September 22nd is World Rhino Day! Join us in celebrating these peaceful, majestic creatures with some interesting facts.
There are five species of the Rhinoceros. Two are from Africa, known as the Black Rhino and the White Rhino. Three are from Asia, known as the Greater One-Horned Rhino, Sumatran Rhino, and Javan Rhino.

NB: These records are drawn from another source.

//! Checkpoint course environment
//!
//! Couples an [`EpisodeController`] with the headless [`Arena`] so that whole
//! episodes can be stepped through the generic [`Environment`] interface.

use std::sync::Arc;

use async_trait::async_trait;
use tracing::{debug, info};

use racer_rl_core::{
    ActionSpace, Environment, ObservationSpace, RLError, Result, Step, StepInfo,
};

use crate::arena::Arena;
use crate::config::RacerConfig;
use crate::controller::{EpisodeController, EpisodeState};
use crate::geometry::Pose;
use crate::hooks::EpisodeHooks;
use crate::kinematics::{DriveAction, DriveSpace, KinematicBody, MotionBody};
use crate::sensors::{CarObservation, CarObservationSpace};

/// Drive a car through an ordered checkpoint course
pub struct CheckpointCourseEnv {
    config: RacerConfig,
    arena: Arena,
    body: KinematicBody,
    controller: EpisodeController,
    observation_space: CarObservationSpace,
    start: Pose,
    steps: usize,
}

impl CheckpointCourseEnv {
    /// Build the arena and controller described by `config`
    pub fn new(config: RacerConfig) -> Result<Self> {
        config.validate()?;
        let arena = Arena::new(&config.course);
        let course = Arc::new(arena.checkpoint_course()?);
        let start = Pose::from(config.course.start);
        let controller = EpisodeController::new(config.agent.clone(), course, &start)?;
        let observation_space = config.agent.sensors.observation_space()?;

        Ok(Self {
            config,
            arena,
            body: KinematicBody::new(start),
            controller,
            observation_space,
            start,
            steps: 0,
        })
    }

    /// Route debug geometry and events to `hooks`
    #[must_use]
    pub fn with_hooks(mut self, hooks: impl EpisodeHooks + 'static) -> Self {
        self.controller = self.controller.with_hooks(hooks);
        self
    }

    /// Run configuration
    #[must_use]
    pub fn config(&self) -> &RacerConfig {
        &self.config
    }

    /// Reward and checkpoint logic
    #[must_use]
    pub fn controller(&self) -> &EpisodeController {
        &self.controller
    }

    /// Headless world
    #[must_use]
    pub fn arena(&self) -> &Arena {
        &self.arena
    }

    /// Current car pose
    #[must_use]
    pub fn pose(&self) -> Pose {
        self.body.pose()
    }

    /// Steps taken this episode
    #[must_use]
    pub fn steps(&self) -> usize {
        self.steps
    }

    fn observe(&mut self) -> CarObservation {
        let pose = self.body.pose();
        let speed = self.body.speed();
        self.controller.observe(&pose, speed, &self.arena)
    }

    fn info(&self) -> StepInfo {
        let state = self.controller.state();
        let info = StepInfo::default()
            .with("checkpoint", state.current_checkpoint)
            .with("checkpoints", self.controller.course().len())
            .with("stationary_frames", state.stationary_frames)
            .with("cumulative_reward", state.cumulative_reward);
        match state.termination() {
            Some(reason) => info.with("termination", serde_json::to_value(reason).unwrap_or_default()),
            None => info,
        }
    }
}

#[async_trait]
impl Environment for CheckpointCourseEnv {
    type Observation = CarObservation;
    type Action = DriveAction;
    type State = EpisodeState;

    fn observation_space(&self) -> Box<dyn ObservationSpace<Observation = Self::Observation>> {
        Box::new(self.observation_space.clone())
    }

    fn action_space(&self) -> Box<dyn ActionSpace<Action = Self::Action>> {
        Box::new(DriveSpace)
    }

    async fn reset(&mut self) -> Result<(Self::Observation, StepInfo)> {
        self.steps = 0;
        self.body.teleport(self.start);
        self.arena.reset_contacts();
        self.controller.begin_episode(&self.start);
        info!(
            checkpoints = self.controller.course().len(),
            reference_distance = self.controller.state().previous_checkpoint_distance,
            "episode reset"
        );

        Ok((self.observe(), self.info()))
    }

    async fn step(&mut self, action: Self::Action) -> Result<Step<Self::Observation, Self::State>> {
        if !self.controller.is_running() {
            return Err(RLError::Environment(
                "episode has terminated; call reset before stepping".to_string(),
            ));
        }

        let dt = self.config.tick_seconds;
        let pose = self.controller.apply_action(&self.body.pose(), action, dt);
        let pose = self.arena.settle(pose, dt);
        self.body.move_to(pose, dt);

        let mut reward = self.controller.tick(&pose.position);
        for event in self.arena.contacts(&pose.position) {
            reward += self.controller.handle_contact(&event, &pose.position);
        }
        self.steps += 1;

        let done = !self.controller.is_running();
        if done {
            debug!(
                steps = self.steps,
                termination = ?self.controller.state().termination(),
                "episode done"
            );
        }

        Ok(Step {
            observation: self.observe(),
            reward,
            done,
            truncated: false,
            info: self.info(),
            state: Some(self.controller.state().clone()),
        })
    }
}

#[cfg(test)]
mod tests {
    use super::*;
    use crate::controller::{EpisodePhase, TerminationReason};
    use crate::policies::SeekCheckpointPolicy;
    use racer_rl_core::{Observation, Policy, State};

    #[tokio::test]
    async fn test_reset_observation_shape() {
        let mut env = CheckpointCourseEnv::new(RacerConfig::default()).unwrap();
        let (obs, info) = env.reset().await.unwrap();
        assert_eq!(obs.to_vec().len(), 10);
        assert_eq!(info.get("checkpoint"), Some(&serde_json::json!(0)));
        assert!(env.observation_space().contains(&obs));
    }

    #[tokio::test]
    async fn test_seek_policy_completes_default_course() {
        let mut env = CheckpointCourseEnv::new(RacerConfig::default()).unwrap();
        let policy = SeekCheckpointPolicy::default();
        let (mut obs, _) = env.reset().await.unwrap();

        let mut total = 0.0;
        let mut last = None;
        for _ in 0..2000 {
            let action = policy.act(&obs).await.unwrap();
            let step = env.step(action).await.unwrap();
            total += step.reward.value();
            obs = step.observation.clone();
            let done = step.done;
            last = Some(step);
            if done {
                break;
            }
        }

        let step = last.unwrap();
        assert!(step.done);
        assert!(step.state.as_ref().unwrap().is_terminal());
        assert_eq!(
            env.controller().phase(),
            EpisodePhase::Terminated(TerminationReason::CourseCompleted)
        );
        assert_eq!(step.info.get("termination"), Some(&serde_json::json!("course_completed")));
        assert_eq!(obs.navigation, [0.0; 4]);
        assert!(!obs.has_target);
        assert!((total - env.controller().cumulative_reward()).abs() < 1e-9);
        assert!(total > 2.5);
    }

    #[tokio::test]
    async fn test_driving_into_wall_terminates() {
        let mut env = CheckpointCourseEnv::new(RacerConfig::default()).unwrap();
        env.reset().await.unwrap();

        // Face east toward the side wall and floor it.
        let turn_ticks = (90.0 / (45.0 * 0.02)) as usize;
        for _ in 0..turn_ticks {
            env.step(DriveAction::new(0.0, -1.0)).await.unwrap();
        }
        let mut result = None;
        for _ in 0..200 {
            let step = env.step(DriveAction::new(1.0, 0.0)).await.unwrap();
            if step.done {
                result = Some(step);
                break;
            }
        }

        let step = result.unwrap();
        assert_eq!(
            step.state.unwrap().termination(),
            Some(TerminationReason::WallCollision)
        );
        assert!(env.step(DriveAction::IDLE).await.is_err());

        env.reset().await.unwrap();
        assert!(env.controller().is_running());
        assert_eq!(env.steps(), 0);
    }

    #[tokio::test]
    async fn test_idle_car_gets_stationary_penalty() {
        let mut env = CheckpointCourseEnv::new(RacerConfig::default()).unwrap();
        env.reset().await.unwrap();
        let mut rewards = Vec::new();
        for _ in 0..32 {
            rewards.push(env.step(DriveAction::IDLE).await.unwrap().reward.value());
        }
        assert!((rewards[29] - 0.001).abs() < 1e-12);
        assert!((rewards[30] - (0.001 - 0.005)).abs() < 1e-12);
        assert!(env.controller().is_running());
    }
}
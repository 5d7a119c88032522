//! Core reinforcement learning traits and types for Checkpoint Racer
//!
//! This crate provides the foundational abstractions the driving
//! environments are built on: environments, observations, actions,
//! rewards, policies and recorded trajectories.

#![warn(missing_docs)]
#![warn(clippy::all)]
#![warn(clippy::pedantic)]
#![allow(clippy::module_name_repetitions)]

pub mod action;
pub mod environment;
pub mod error;
pub mod observation;
pub mod policy;
pub mod reward;
pub mod state;
pub mod trajectory;

// Re-export core traits and types
pub use action::{Action, ActionSpace};
pub use environment::{Environment, Episode, Step, StepInfo, TrackedEnvironment};
pub use error::{RLError, Result};
pub use observation::{BoxObservationSpace, Observation, ObservationSpace};
pub use policy::{Policy, RandomPolicy};
pub use reward::Reward;
pub use state::State;
pub use trajectory::{Trajectory, Transition};

/// Prelude module for convenient imports
pub mod prelude {
    pub use crate::{
        Action, ActionSpace, Environment, Observation, ObservationSpace, Policy, Result, Reward,
        State, Step,
    };
}
//! Reward signals

use serde::{Deserialize, Serialize};

/// Reward signal from the environment
#[derive(Debug, Clone, Copy, Default, PartialEq, PartialOrd, Serialize, Deserialize)]
pub struct Reward(pub f64);

impl Reward {
    /// No reward
    pub const ZERO: Self = Self(0.0);

    /// Create a new reward
    #[must_use]
    pub fn new(value: f64) -> Self {
        Self(value)
    }

    /// Get the reward value
    #[must_use]
    pub fn value(&self) -> f64 {
        self.0
    }
}

impl From<f64> for Reward {
    fn from(value: f64) -> Self {
        Self(value)
    }
}

impl From<Reward> for f64 {
    fn from(reward: Reward) -> Self {
        reward.0
    }
}

impl std::ops::Add for Reward {
    type Output = Self;

    fn add(self, other: Self) -> Self::Output {
        Self(self.0 + other.0)
    }
}

impl std::ops::AddAssign for Reward {
    fn add_assign(&mut self, other: Self) {
        self.0 += other.0;
    }
}

impl std::ops::Mul<f64> for Reward {
    type Output = Self;

    fn mul(self, scalar: f64) -> Self::Output {
        Self(self.0 * scalar)
    }
}

impl std::iter::Sum for Reward {
    fn sum<I: Iterator<Item = Self>>(iter: I) -> Self {
        iter.fold(Self::ZERO, |acc, r| acc + r)
    }
}
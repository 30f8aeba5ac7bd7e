//! R1 message layout.
//!
//! DeepSeek-R1 style models reject a dedicated system role and consecutive
//! turns with the same role. The caller folds the system instruction in as a
//! leading user turn; this module merges each run of same-role turns into one
//! chat message.

use itertools::Itertools;

use crate::api::openai::{ChatContent, ChatMessage, ChatRole};
use crate::model::{Message, Part, Role};

/// Convert a conversation into the R1 layout.
///
/// Runs of consecutive messages sharing a role are merged: text-only runs
/// become a single newline-joined string, runs containing images become
/// content parts when the model `supports_images`. Assistant turns never
/// carry images.
pub fn convert_to_r1_format(messages: &[Message], supports_images: bool) -> Vec<ChatMessage> {
    messages
        .iter()
        .map(|msg| (msg.role(), msg.parts().to_vec()))
        .coalesce(|(prev_role, mut prev_parts), (role, parts)| {
            if prev_role == role {
                prev_parts.extend(parts);
                Ok((prev_role, prev_parts))
            } else {
                Err(((prev_role, prev_parts), (role, parts)))
            }
        })
        .map(|(role, parts)| merged_message(role, &parts, supports_images))
        .collect()
}

fn merged_message(role: Role, parts: &[Part], supports_images: bool) -> ChatMessage {
    match role {
        Role::User => ChatMessage {
            role: ChatRole::User,
            content: ChatContent::from_parts(parts, supports_images),
        },
        Role::Assistant => ChatMessage {
            role: ChatRole::Assistant,
            content: ChatContent::from_parts(parts, false),
        },
    }
}

#[cfg(test)]
mod tests {
    use super::*;
    use crate::api::openai::ChatContentPart;

    #[test]
    fn test_system_folds_into_first_user_turn() {
        let messages = vec![
            Message::user("You are terse."),
            Message::user("Hi"),
            Message::assistant("Hello"),
            Message::user("Bye"),
        ];

        assert_eq!(
            convert_to_r1_format(&messages, true),
            vec![
                ChatMessage::text(ChatRole::User, "You are terse.\nHi"),
                ChatMessage::text(ChatRole::Assistant, "Hello"),
                ChatMessage::text(ChatRole::User, "Bye"),
            ]
        );
    }

    #[test]
    fn test_consecutive_assistant_turns_merge() {
        let messages = vec![
            Message::user("q"),
            Message::assistant("a1"),
            Message::assistant("a2"),
        ];

        let converted = convert_to_r1_format(&messages, true);
        assert_eq!(converted.len(), 2);
        assert_eq!(
            converted[1],
            ChatMessage::text(ChatRole::Assistant, "a1\na2")
        );
    }

    #[test]
    fn test_merged_run_with_image_keeps_parts() {
        let messages = vec![
            Message::user("system"),
            Message::User(vec![Part::Image {
                media_type: "image/jpeg".to_string(),
                data: "Zm9v".to_string(),
            }]),
        ];

        let converted = convert_to_r1_format(&messages, true);
        assert_eq!(converted.len(), 1);
        match &converted[0].content {
            ChatContent::Parts(parts) => {
                assert_eq!(parts.len(), 2);
                assert_eq!(
                    parts[0],
                    ChatContentPart::Text {
                        text: "system".to_string()
                    }
                );
                assert!(matches!(parts[1], ChatContentPart::ImageUrl { .. }));
            }
            other => panic!("expected content parts, got {other:?}"),
        }
    }

    #[test]
    fn test_merged_run_without_image_support_is_text() {
        let messages = vec![
            Message::user("system"),
            Message::User(vec![
                Part::Text("look".to_string()),
                Part::Image {
                    media_type: "image/jpeg".to_string(),
                    data: "Zm9v".to_string(),
                },
            ]),
        ];

        assert_eq!(
            convert_to_r1_format(&messages, false),
            vec![ChatMessage::text(ChatRole::User, "system\nlook")]
        );
    }

    #[test]
    fn test_empty_conversation() {
        assert!(convert_to_r1_format(&[], true).is_empty());
    }
}
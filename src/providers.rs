//! Provider implementations.

use crate::client::{Client, ClientError};
use crate::options::ProviderOptions;

/// Trait for providers that can create configured clients.
pub trait Provider {
    /// The client type produced by this provider.
    type Client: Client;

    /// Create a new client from provider options.
    fn create(options: ProviderOptions) -> Result<Self::Client, ClientError>;
}

pub mod deployment;
pub mod openai;

pub use deployment::{Deployment, Endpoint, AZURE_DEFAULT_API_VERSION, OPENAI_API_BASE};
pub use openai::OpenAiCompatibleClient;

/// Any endpoint speaking the OpenAI Chat Completions API, Azure included.
pub struct OpenAiCompatible;

impl Provider for OpenAiCompatible {
    type Client = OpenAiCompatibleClient;

    fn create(options: ProviderOptions) -> Result<Self::Client, ClientError> {
        OpenAiCompatibleClient::new(options)
    }
}
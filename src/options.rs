//! Provider configuration and transport options.

use serde::{Deserialize, Serialize};
use serde_with::skip_serializing_none;
use std::collections::HashMap;
use std::fmt;
use std::time::Duration;

use crate::model::ModelInfo;

/// How much internal deliberation a reasoning model performs.
#[derive(Debug, Clone, Copy, Default, PartialEq, Eq, Serialize, Deserialize)]
#[serde(rename_all = "lowercase")]
pub enum ReasoningEffort {
    Low,
    #[default]
    Medium,
    High,
}

impl ReasoningEffort {
    pub fn as_str(&self) -> &'static str {
        match self {
            ReasoningEffort::Low => "low",
            ReasoningEffort::Medium => "medium",
            ReasoningEffort::High => "high",
        }
    }
}

impl fmt::Display for ReasoningEffort {
    fn fmt(&self, f: &mut fmt::Formatter<'_>) -> fmt::Result {
        f.write_str(self.as_str())
    }
}

/// Configuration for an OpenAI-compatible endpoint.
///
/// Every field is optional. Hosts usually deserialize this from their own
/// settings store; the `with_*` builders cover programmatic setup.
///
/// ```
/// use oai_compat::options::{ProviderOptions, ReasoningEffort};
///
/// let options = ProviderOptions::new()
///     .with_base_url("https://my-resource.openai.azure.com/openai")
///     .with_api_key("secret")
///     .with_model_id("o3-mini")
///     .with_reasoning_effort(ReasoningEffort::High);
///
/// assert_eq!(options.model_id.as_deref(), Some("o3-mini"));
/// ```
#[skip_serializing_none]
#[derive(Debug, Clone, Default, Serialize, Deserialize)]
#[serde(default)]
pub struct ProviderOptions {
    /// Endpoint base, e.g. `https://api.openai.com/v1`.
    pub base_url: Option<String>,

    /// Bearer credential. Sent as an empty string when unset.
    pub api_key: Option<String>,

    /// Azure API version. Setting it forces the Azure gateway deployment.
    pub api_version: Option<String>,

    /// Explicit model id. When unset the first listed model is used.
    pub model_id: Option<String>,

    /// Metadata for the model; [`ModelInfo::default`] when unset.
    pub model_info: Option<ModelInfo>,

    /// Reasoning effort for the o3-mini family.
    pub reasoning_effort: Option<ReasoningEffort>,

    #[serde(skip)]
    pub transport: TransportOptions,
}

impl ProviderOptions {
    pub fn new() -> Self {
        Self::default()
    }

    pub fn with_base_url(mut self, base_url: impl Into<String>) -> Self {
        self.base_url = Some(base_url.into());
        self
    }

    pub fn with_api_key(mut self, api_key: impl Into<String>) -> Self {
        self.api_key = Some(api_key.into());
        self
    }

    pub fn with_api_version(mut self, api_version: impl Into<String>) -> Self {
        self.api_version = Some(api_version.into());
        self
    }

    pub fn with_model_id(mut self, model_id: impl Into<String>) -> Self {
        self.model_id = Some(model_id.into());
        self
    }

    pub fn with_model_info(mut self, model_info: ModelInfo) -> Self {
        self.model_info = Some(model_info);
        self
    }

    pub fn with_reasoning_effort(mut self, effort: ReasoningEffort) -> Self {
        self.reasoning_effort = Some(effort);
        self
    }

    pub fn with_transport(mut self, transport: TransportOptions) -> Self {
        self.transport = transport;
        self
    }

    /// Configured model id, treating an empty string as unset.
    pub fn explicit_model_id(&self) -> Option<&str> {
        self.model_id.as_deref().filter(|id| !id.is_empty())
    }
}

/// Transport configuration options.
///
/// Controls how requests are sent over the network.
#[derive(Debug, Clone)]
pub enum TransportOptions {
    /// HTTP transport configuration
    Http {
        /// Request timeout. If None, default client timeout is used.
        timeout: Option<Duration>,
        /// HTTP proxy URL.
        proxy: Option<String>,
        /// Additional HTTP headers to send with every request.
        headers: Option<HashMap<String, String>>,
    },
}

impl Default for TransportOptions {
    fn default() -> Self {
        TransportOptions::Http {
            timeout: None,
            proxy: None,
            headers: None,
        }
    }
}

impl TransportOptions {
    /// Create new default HTTP transport options.
    pub fn new() -> Self {
        Self::default()
    }

    /// Set the timeout.
    pub fn with_timeout(mut self, duration: Duration) -> Self {
        match &mut self {
            TransportOptions::Http { timeout, .. } => *timeout = Some(duration),
        }
        self
    }

    /// Set the proxy.
    pub fn with_proxy(mut self, proxy_url: impl Into<String>) -> Self {
        match &mut self {
            TransportOptions::Http { proxy, .. } => *proxy = Some(proxy_url.into()),
        }
        self
    }

    /// Add a header.
    pub fn with_header(mut self, key: impl Into<String>, value: impl Into<String>) -> Self {
        match &mut self {
            TransportOptions::Http { headers, .. } => {
                headers
                    .get_or_insert_with(HashMap::new)
                    .insert(key.into(), value.into());
            }
        }
        self
    }
}

#[cfg(test)]
mod tests {
    use super::*;

    #[test]
    fn test_explicit_model_id_ignores_empty() {
        assert_eq!(ProviderOptions::new().explicit_model_id(), None);
        assert_eq!(
            ProviderOptions::new().with_model_id("").explicit_model_id(),
            None
        );
        assert_eq!(
            ProviderOptions::new()
                .with_model_id("gpt-4o")
                .explicit_model_id(),
            Some("gpt-4o")
        );
    }

    #[test]
    fn test_provider_options_deserialize() {
        let options: ProviderOptions = serde_json::from_str(
            r#"{
                "base_url": "https://example.com/v1",
                "model_id": "deepseek-reasoner",
                "reasoning_effort": "low",
                "model_info": { "max_tokens": 1000 }
            }"#,
        )
        .unwrap();

        assert_eq!(options.base_url.as_deref(), Some("https://example.com/v1"));
        assert_eq!(options.api_key, None);
        assert_eq!(options.reasoning_effort, Some(ReasoningEffort::Low));
        assert_eq!(options.model_info.unwrap().max_tokens, Some(1000));
    }

    #[test]
    fn test_reasoning_effort_default() {
        assert_eq!(ReasoningEffort::default().as_str(), "medium");
        assert_eq!(ReasoningEffort::High.to_string(), "high");
    }
}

The Rhino Population is under constant threat by hunters who kill rhinos for their horns. Keratin is what makes their horns so desirable. Keratin is a protein that we humans also have in our hair and fingernails. Their horns grow continuously during their lifetime. Growing over 2.75 inches every year and can grow to 59 inches. Very few rhinos survive outside national parks and reserves due to this continuous poaching. Poaching is most common in the Black Rhino, Sumatran Rhino, and Javan Rhino, which are on the “critically endangered” list. There are fewer than 70 Javan and 100 Sumatran rhinos left in the wild. The Black rhino has suffered the most drastic decline of all the species. Between 1970 and 1993, the black rhino decreased by 96%. The good news is since 1996, there have been intense anti-poaching efforts implemented to help the rhinos slowly recover. However, they still need our help! These creatures are necessary for our ecosystem to have proper balance.
Rhinos are the second largest mammal on Earth next to the elephant, also an endangered, intelligent, gentle creature. Rhinos are massive prehistoric-looking, like a dinosaur. They are one of the oldest groups of mammals. Rhinos have been around for millions of years and help balance our land because of their grazing habits which help shape the landscape for all wildlife and natural resources.
Fun Facts about our Rhino friends:
These Herbivores Run in a Crash
Rhinos are vegetarians and can eat up to 100 pounds a day. Sumatran rhinos are the smallest and weigh about 1323 pounds. They have a diet of leaves, grass, twigs, and fruit – it is a wonder how they can be so massive! Don’t let their size fool you though rhinos are quick and agile. They can run up to 30 miles an hour, dodging trees and brush at high speeds. Male rhinos are bulls; female rhinos are cows, and their babies are calves. A group of rhinos is called a crash.
Black and White Rhinos Perplexing Name
Black and white rhino’s names can be misleading, as they are both grey. White rhinos get their name from the Afrikaan’s word for wide (wyd) because of their wide square lip. As opposed to the black rhino who has a pointy upper lip. Early English explorers mistook the word for white and consequently, the white rhino got its name.
Mud Keeps Them Cool
Despite what you might think when you look at the rhino’s thick skin, they have sensitivity to bug bites and the sun. Since they can easily sunburn, they love to bathe in mud to protect themselves from bugs, parasites, and sunburns.
Outstanding Smell and Hearing
Rhinos have poor vision. They cannot see a motionless creature at a far distance, so they rely on their strong sense of smell and hearing. Their ears can rotate and gather sounds from all around. Their sense of smell is also a key to survival.
We should remember that we are all connected. We must respect all the beautiful creatures who all have something to offer our world. Rhinos make this world a better place! Let us celebrate Rhinos today and every day!